Optimising Product Quality of In Vitro Transcribed mRNA Therapeutics

Gene therapy offers therapeutic promise for treating many currently incurable conditions, including cancers, neurological disorders and cardiovascular diseases. However, these therapies lack the enabling technologies that support development of other biopharmaceuticals, resulting in slow speed-to-clinic and/or poor product performance. For example, the production of mRNA for mRNA-based gene therapies is currently hampered by low yields and poor product qualities. These mRNA molecules are produced by in vitro transcription (IVT) systems that comprise four biological input components: the DNA template, an RNA polymerase, ribonucleoside triphosphates and a cap analogue/capping enzyme.

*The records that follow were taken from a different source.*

use anyhow::{Context, Result};
use colored::Colorize;
use serde::{Deserialize, Serialize};
use solana_sdk::pubkey::Pubkey;
use std::path::PathBuf;
use std::str::FromStr;

use crate::errors::CliError;

/// Configuration for the reward pool CLI
#[derive(Debug, Clone, Serialize, Deserialize)]
pub struct Config {
    pub cluster: String,
    pub wallet_path: Option<PathBuf>,
    pub rpc_url: String,
    #[serde(default = "default_program_id")]
    pub program_id: String,
    #[serde(default)]
    pub reward_mint: Option<String>,
}

fn default_program_id() -> String {
    reward_pool::id().to_string()
}

impl Default for Config {
    fn default() -> Self {
        Self {
            cluster: "devnet".to_string(),
            wallet_path: None,
            rpc_url: "https://api.devnet.solana.com".to_string(),
            program_id: default_program_id(),
            reward_mint: None,
        }
    }
}

impl Config {
    /// Directory holding the config file and the default wallet
    pub fn config_dir() -> Result<PathBuf> {
        let config_dir = dirs::config_dir()
            .ok_or_else(|| anyhow::anyhow!("Cannot find config directory"))?;
        Ok(config_dir.join("reward-pool-cli"))
    }

    pub fn config_path() -> Result<PathBuf> {
        Ok(Self::config_dir()?.join("config.toml"))
    }

    /// Load config from file, writing the defaults on first use
    pub fn load() -> Result<Self> {
        let path = Self::config_path()?;

        if !path.exists() {
            let config = Self::default();
            config.save()?;
            return Ok(config);
        }

        let contents = std::fs::read_to_string(&path)
            .context("Failed to read config file")?;

        let config: Config = toml::from_str(&contents)
            .context("Failed to parse config file")?;

        Ok(config)
    }

    pub fn save(&self) -> Result<()> {
        let path = Self::config_path()?;

        if let Some(parent) = path.parent() {
            std::fs::create_dir_all(parent)?;
        }

        let contents = toml::to_string_pretty(self)?;
        std::fs::write(&path, contents)?;

        Ok(())
    }

    pub fn set_cluster(&mut self, cluster: &str) -> Result<()> {
        let rpc_url = match cluster {
            "devnet" => "https://api.devnet.solana.com",
            "mainnet-beta" => "https://api.mainnet-beta.solana.com",
            "localnet" => "http://127.0.0.1:8899",
            _ => return Err(CliError::InvalidCluster(cluster.to_string()).into()),
        };

        self.cluster = cluster.to_string();
        self.rpc_url = rpc_url.to_string();

        Ok(())
    }

    pub fn set_reward_mint(&mut self, mint: &str) -> Result<()> {
        parse_pubkey(mint)?;
        self.reward_mint = Some(mint.to_string());
        Ok(())
    }

    pub fn program_id(&self) -> Result<Pubkey> {
        parse_pubkey(&self.program_id)
    }

    pub fn reward_mint(&self) -> Result<Pubkey> {
        let mint = self.reward_mint.as_deref().ok_or(CliError::RewardMintNotSet)?;
        parse_pubkey(mint)
    }
}

pub fn parse_pubkey(value: &str) -> Result<Pubkey> {
    Pubkey::from_str(value).map_err(|_| CliError::InvalidPubkey(value.to_string()).into())
}

/// Set cluster configuration
pub fn set_cluster(cluster: &str) -> Result<()> {
    let mut config = Config::load()?;
    config.set_cluster(cluster)?;
    config.save()?;

    println!("{}", format!("✓ Cluster set to: {}", cluster).green());
    println!("  RPC URL: {}", config.rpc_url);

    Ok(())
}

/// Set the reward mint the CLI operates on
pub fn set_mint(mint: &str) -> Result<()> {
    let mut config = Config::load()?;
    config.set_reward_mint(mint)?;
    config.save()?;

    println!("{}", format!("✓ Reward mint set to: {}", mint).green());

    Ok(())
}

/// Show current configuration
pub fn show() -> Result<()> {
    let config = Config::load()?;

    println!("{}", "Reward Pool CLI Configuration".bright_cyan().bold());
    println!("  Cluster:      {}", config.cluster.bright_yellow());
    println!("  RPC URL:      {}", config.rpc_url);
    println!("  Program ID:   {}", config.program_id);
    println!("  Reward Mint:  {}", config.reward_mint.as_deref().unwrap_or("Not set"));
    println!("  Wallet Path:  {}",
        config.wallet_path
            .map(|p| p.display().to_string())
            .unwrap_or_else(|| "Not set".to_string())
    );

    Ok(())
}
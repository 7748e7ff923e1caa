use anyhow::Result;
use colored::Colorize;
use solana_sdk::signature::Signer;

use super::{connect, print_failure, print_success};
use crate::config::{parse_pubkey, Config};
use crate::errors::CliError;
use crate::wallet;

/// Record a reward for a farmer, signed by the wallet as platform authority
pub async fn record(config: &Config, farmer: &str, amount: u64, task: &str) -> Result<()> {
    let authority = wallet::load_wallet()?;
    let farmer = parse_pubkey(farmer)?;
    let client = connect(config)?;

    let pool = client
        .get_pool_data()
        .await?
        .ok_or_else(|| CliError::PoolNotFound(client.reward_mint().to_string()))?;

    println!("{}", "Recording reward...".bright_cyan());
    println!("  Farmer:       {}", farmer.to_string().bright_yellow());
    println!("  Task:         {}", task);
    println!("  Gross Amount: {}", amount);
    println!("  Platform Fee: {}%", pool.platform_fee_percentage);

    match client
        .record_reward(&authority, &pool.platform_treasury, &farmer, amount, task)
        .await
    {
        Ok(signature) => {
            print_success("Reward recorded", &signature, config);
            Ok(())
        }
        Err(e) => {
            print_failure("Recording failed", &e);
            Err(e.into())
        }
    }
}

/// Withdraw accrued rewards from the wallet's reward account to the reward
/// account of `destination`
pub async fn withdraw(config: &Config, amount: u64, nonce: u64, destination: &str) -> Result<()> {
    let farmer = wallet::load_wallet()?;
    let destination = parse_pubkey(destination)?;
    let client = connect(config)?;

    println!("{}", "Withdrawing rewards...".bright_cyan());
    println!("  Farmer:      {}", farmer.pubkey().to_string().bright_yellow());
    println!("  Amount:      {}", amount);
    println!("  Nonce:       {}", nonce);
    println!("  Destination: {}", client.reward_account(&destination));

    match client.withdraw_reward(&farmer, amount, nonce, &destination).await {
        Ok(signature) => {
            print_success("Withdrawal completed", &signature, config);
            Ok(())
        }
        Err(e) => {
            print_failure("Withdrawal failed", &e);
            Err(e.into())
        }
    }
}

/// Show the reward token balance of `owner`, defaulting to the wallet
pub async fn balance(config: &Config, owner: Option<&str>) -> Result<()> {
    let owner = match owner {
        Some(owner) => parse_pubkey(owner)?,
        None => wallet::load_wallet()?.pubkey(),
    };
    let client = connect(config)?;

    println!("  Owner:          {}", owner.to_string().bright_yellow());
    println!("  Reward Account: {}", client.reward_account(&owner));

    match client.get_reward_balance(&owner).await? {
        Some(amount) => println!("  Balance:        {}", amount.to_string().bright_green()),
        None => println!("  Balance:        {}", "No reward account yet".dimmed()),
    }

    Ok(())
}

The functionality of, and interplay between, these biological parts determines the rate of formation of both the 'correct' mRNA product, and undesirable product-related impurities, such as uncapped mRNA, long/short dsRNA, and long/short ssRNA molecules. These impurities significantly impact product quality, both by hampering mRNA performance (e.g. protein produced in vivo per mRNA dose) and activating potent, undesired immune responses. The unpredictable and uncontrollable formation of these molecules is therefore a critical obstacle to successfully translating IVT mRNA therapeutics into the clinic.

This project will create new biological parts for production of IVT mRNAs, that are specifically designed to eliminate formation of product-related impurities, while also maximizing both system yield and batch-to-batch reproducibility.